Landscape Information
Responding to the dramatic topography of the ravines leading to Houston’s Buffalo Bayou, landscape architect Ralph Gunn collaborated with architect John Staub to develop this 4.4-acre property in the affluent River Oaks Community. The site was designed in 1952 for philanthropists Carroll and Harris Masterson III and named for Mr. Masterson’s grandfather, politician Rienzi Johnston. Observing the classical notions of centrality, form, and symmetry while echoing the property’s natural geologic formation and plant communities, the split-level house was situated amidst formal and naturalistic gardens on a descending bank of terraces.
With steep, wooded ravines on both sides, the house is approached via a picturesque drive providing glimpses of the gardens and surroundings. Low, serpentine walls enclose the gardens and provide stabilization of the steep terrain. Nested into the ravine on the east side of the house, a garden room encloses two parallel sets of stone stairs flanking a shallow rectangular pool. A formal boxwood parterre garden and fountain enhances the west side. The rear of the house is dominated by a pool set into lawns and the entire grounds are planted with beech, magnolias, oaks, and loblolly pines.

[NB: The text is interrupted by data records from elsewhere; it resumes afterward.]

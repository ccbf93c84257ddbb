//! Match resolution on a single capture.
//!
//! [`Matcher`] composes the dense scan with duplicate suppression:
//! `find_all` returns every distinct hit ranked by score, `find` returns the
//! best one and skips suppression when the scan already hit a perfect match.

use crate::asset::ImageAsset;
use crate::candidate::suppress::suppress;
use crate::candidate::{MatchCandidate, NeighborRule, SuppressionMargin};
use crate::template::SearchTemplate;
use crate::trace::{trace_event, trace_span};
use crate::util::ScreenMatchResult;
use scan::ScanOutcome;
use std::sync::atomic::{AtomicUsize, Ordering};

pub mod scan;

/// Similarity metric used by the scan.
#[derive(Clone, Copy, Debug, Default, PartialEq, Eq)]
pub enum Metric {
    /// Zero-mean normalized cross-correlation. Robust to brightness shifts;
    /// flat templates are rejected.
    #[default]
    Zncc,
    /// Sum of squared differences normalized to `[0, 1]`. Works for
    /// solid-color templates.
    Ssd,
}

/// Configuration for single-capture matching.
#[derive(Clone, Debug)]
pub struct MatchConfig {
    pub metric: Metric,
    /// How per-axis proximity combines during suppression.
    pub neighbor_rule: NeighborRule,
    /// Minimum image window variance (sum of squared deviations) for ZNCC.
    pub min_var_i: f64,
    /// Scan rows in parallel (requires the `rayon` feature; ignored otherwise).
    pub parallel: bool,
}

impl Default for MatchConfig {
    fn default() -> Self {
        Self {
            metric: Metric::Zncc,
            neighbor_rule: NeighborRule::EitherAxis,
            min_var_i: 1e-8,
            parallel: false,
        }
    }
}

/// A screen coordinate.
#[derive(Clone, Copy, Debug, Default, PartialEq, Eq, Hash)]
pub struct Point {
    pub x: i32,
    pub y: i32,
}

impl Point {
    pub fn new(x: i32, y: i32) -> Self {
        Self { x, y }
    }
}

impl From<(i32, i32)> for Point {
    fn from((x, y): (i32, i32)) -> Self {
        Self { x, y }
    }
}

/// A located template, ready to be acted on.
#[derive(Clone, Debug, PartialEq)]
pub struct MatchResult {
    /// Name of the template that was found.
    pub template: String,
    /// Top-left corner of the matched region.
    pub x: usize,
    pub y: usize,
    pub width: usize,
    pub height: usize,
    pub score: f32,
    focus: Point,
}

impl MatchResult {
    /// Promotes a candidate, computing the center of the matched region.
    pub fn new(
        template: impl Into<String>,
        candidate: MatchCandidate,
        width: usize,
        height: usize,
    ) -> Self {
        let focus = Point {
            x: (candidate.x + width / 2) as i32,
            y: (candidate.y + height / 2) as i32,
        };
        Self {
            template: template.into(),
            x: candidate.x,
            y: candidate.y,
            width,
            height,
            score: candidate.score,
            focus,
        }
    }

    /// Center of the matched region.
    pub fn focus_point(&self) -> Point {
        self.focus
    }
}

/// Suppresses duplicates and orders survivors by descending score.
///
/// The sort is stable, so equal scores keep their input order.
pub fn rank_candidates(
    candidates: &[MatchCandidate],
    margin: SuppressionMargin,
    rule: NeighborRule,
) -> Vec<MatchCandidate> {
    let mut kept = suppress(candidates, margin, rule);
    kept.sort_by(|a, b| b.score.total_cmp(&a.score));
    kept
}

/// Counters for observing matcher behavior.
#[derive(Debug, Default)]
pub struct MatcherStats {
    scans: AtomicUsize,
    passes: AtomicUsize,
    suppressions: AtomicUsize,
}

impl MatcherStats {
    /// Number of `find`/`find_all` calls served.
    pub fn scans(&self) -> usize {
        self.scans.load(Ordering::Relaxed)
    }

    /// Number of scan passes over a capture.
    pub fn passes(&self) -> usize {
        self.passes.load(Ordering::Relaxed)
    }

    /// Number of times duplicate suppression ran.
    pub fn suppressions(&self) -> usize {
        self.suppressions.load(Ordering::Relaxed)
    }
}

/// Finds templates in source captures.
#[derive(Debug, Default)]
pub struct Matcher {
    cfg: MatchConfig,
    stats: MatcherStats,
}

impl Matcher {
    pub fn new() -> Self {
        Self::default()
    }

    pub fn with_config(mut self, cfg: MatchConfig) -> Self {
        self.cfg = cfg;
        self
    }

    pub fn config(&self) -> &MatchConfig {
        &self.cfg
    }

    pub fn stats(&self) -> &MatcherStats {
        &self.stats
    }

    /// All distinct matches, ranked by descending score.
    ///
    /// The ranking is weakly ordered: equal scores keep their raster-scan
    /// discovery order, which carries no meaning beyond being reproducible.
    pub fn find_all(
        &self,
        source: &ImageAsset,
        template: &SearchTemplate,
    ) -> ScreenMatchResult<Vec<MatchResult>> {
        let _span = trace_span!("find_all", template = template.name()).entered();
        self.stats.scans.fetch_add(1, Ordering::Relaxed);
        self.stats.passes.fetch_add(1, Ordering::Relaxed);
        let candidates = scan::match_all(source, template, &self.cfg)?;
        self.rank(template, &candidates)
    }

    /// The best match, or `None` when nothing reaches the similarity threshold.
    pub fn find(
        &self,
        source: &ImageAsset,
        template: &SearchTemplate,
    ) -> ScreenMatchResult<Option<MatchResult>> {
        let _span = trace_span!("find", template = template.name()).entered();
        self.stats.scans.fetch_add(1, Ordering::Relaxed);
        let (width, height) = template.asset().dimensions()?;

        self.stats.passes.fetch_add(1, Ordering::Relaxed);
        match scan::match_until_perfect(source, template, &self.cfg)? {
            ScanOutcome::Perfect(best) => {
                trace_event!("perfect_match", x = best.x, y = best.y);
                Ok(Some(MatchResult::new(template.name(), best, width, height)))
            }
            ScanOutcome::Candidates(candidates) if candidates.is_empty() => Ok(None),
            ScanOutcome::Candidates(candidates) => {
                Ok(self.rank(template, &candidates)?.into_iter().next())
            }
        }
    }

    fn rank(
        &self,
        template: &SearchTemplate,
        candidates: &[MatchCandidate],
    ) -> ScreenMatchResult<Vec<MatchResult>> {
        let (width, height) = template.asset().dimensions()?;
        let margin = SuppressionMargin::for_template(width, height);
        self.stats.suppressions.fetch_add(1, Ordering::Relaxed);
        let kept = rank_candidates(candidates, margin, self.cfg.neighbor_rule);

        trace_event!("ranked", candidates = candidates.len(), kept = kept.len());
        Ok(kept
            .into_iter()
            .map(|c| MatchResult::new(template.name(), c, width, height))
            .collect())
    }
}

In 1997 the property was donated to the Museum of Fine Arts Houston which maintains the gardens and exhibits European decorative arts inside the house. At that time, the Garden Club of Houston and Thompson + Hanson Landscape Architects assumed care of the gardens. In 2003 a bulb garden inspired by Belgian botanist Pierre-Joseph Redouté’s watercolors was installed for educational programming.